Question: What will be the pH at the equivalence point during the titration of a 1000 ml of 0.2 M solution of ...

Question

What will be the pH at the equivalence point during the titration of a 1000 ml of 0.2 M solution of $C{{H}_{3}}COONa$ with 0.2 M solution of HCl?
[Given : ${{K}_{a}}=2\times {{10}^{-5}}$ ]
(A)- $3-\log \sqrt{2}$
(B)- $3+\log \sqrt{2}$
(C)- $3-\log 2$
(D)- $3+\log 2$

Answer 1

Solution

The equivalence point in a titration is a point at which the amount of titrant added is enough to completely neutralize the analyte solution.

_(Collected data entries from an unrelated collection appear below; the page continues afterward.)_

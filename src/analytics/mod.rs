//! Page-view analytics
//!
//! Best-effort reporting of page views and page exits to a remote endpoint,
//! correlated by a per-context session id.
//!
//! ## Architecture
//!
//! - **Session**: lazily created id kept in a [`SessionStore`]
//! - **Environment**: injected view of the context (path, referrer, screen, agent)
//! - **Transport**: awaited JSON POST plus a fire-and-forget beacon
//! - **Reporter**: mounts onto a navigation stream and reports each event
//!
//! ## Events
//!
//! | When | Record | Delivery |
//! |------|--------|----------|
//! | mount, navigation | [`PageViewEvent`] | POST, response to callback |
//! | unload | [`PageExitEvent`] | beacon, exactly once |

mod environment;
mod error;
mod events;
mod reporter;
mod session;
mod transport;

pub use environment::{default_user_agent, Environment, FixedEnvironment, Location, TerminalEnvironment};
pub use error::{ReportError, ReportResult};
pub use events::{PageExitEvent, PageViewEvent, PAGE_EXIT_EVENT};
pub use reporter::{MountedReporter, PageViewCallback, PageViewReporter};
pub use session::{MemorySessionStore, SessionIdentifier, SessionState, SessionStore, SESSION_STORAGE_KEY};
pub use transport::{HttpTransport, Transport};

At this point, the number of moles of titrant (standard solution) is equal to the moles of the solution of unknown concentration.

Complete answer:
-The point at which moles of acid and moles of the base are equivalent is known as the equivalence point of a chemical reaction.
-We will begin the solution to this question by first writing the titration reaction of $C{{H}_{3}}COONa$ and HCl-
$C{{H}_{3}}COONa+HCl\to C{{H}_{3}}COOH+NaCl$
-It is clear from the equation that, one mole of sodium acetate is required to neutralize it using HCl.
Concentration is mathematically the number of moles in a particular volume, that is
$Concentration=\dfrac{\text{Number of moles}}{Volume}$
Number of millimoles of sodium acetate $=Concentration\times Volume=0.2\times 100=20\text{ m moles}$
Number of millimoles of hydrochloric acid $=Concentration\times Volume=0.2\times 100=20\text{ m moles}$
-Then according to Law of Conservation of Mass,
Before reaction, there were 20 millimoles of sodium acetate and 20 millimoles of hydrochloric acid which after reaction produced 20 millimoles of acetic acid and 20 millimoles of sodium chloride.
-The dissociation of acetic acid produces acetate ion and a hydrogen ion.
$C{{H}_{3}}COOH\rightleftharpoons C{{H}_{3}}CO{{O}^{-}}+{{H}^{+}}$
-Finding the concentration of acetic acid,
$[C{{H}_{3}}COOH]=\dfrac{20}{100+100}=0.1M$ (Total volume = Volume of sodium acetate + Volume of HCl)
-pH of the solution is dependent on the products formed in the reaction. More the concentration of acetic acid, more will the hydrogen ions dissociated in the solution, hence more acidic will be the pH.
Since acetic acid is a weak acid, so the concentration of hydrogen ions will be $=[{{H}^{+}}]=\sqrt{{{k}_{a}}.c}$
Multiplying the above equation with -log in both the sides, we will get,
$\begin{aligned} & -\log [{{H}^{+}}]=-\dfrac{1}{2}(\log {{K}_{a}}+\log C) \\\ & \Rightarrow pH=\dfrac{1}{2}(p{{k}_{a}}-\log C) \\\ & =\dfrac{1}{2}(5-\log 2+1) \\\ & =\dfrac{1}{2}(6-\log 2) \\\ & =3-\dfrac{1}{2}\log 2 \\\ & \Rightarrow pH=3-\log \sqrt{2} \\\ \end{aligned}$

Therefore the correct answer is option A.

Note:
Equivalent point and endpoint are two confusing terms, you should not get confused with these terms. The theoretical completion of the reaction is given by equivalence point. Equivalence is the volume of added titrant at which the number of moles of titrant is equal to the number of moles of the analyte. The endpoint is actually the measured physical change in the solution. There is a slight difference between the equivalence point and the endpoint in the titration is referred to as indicator error and is indeterminate.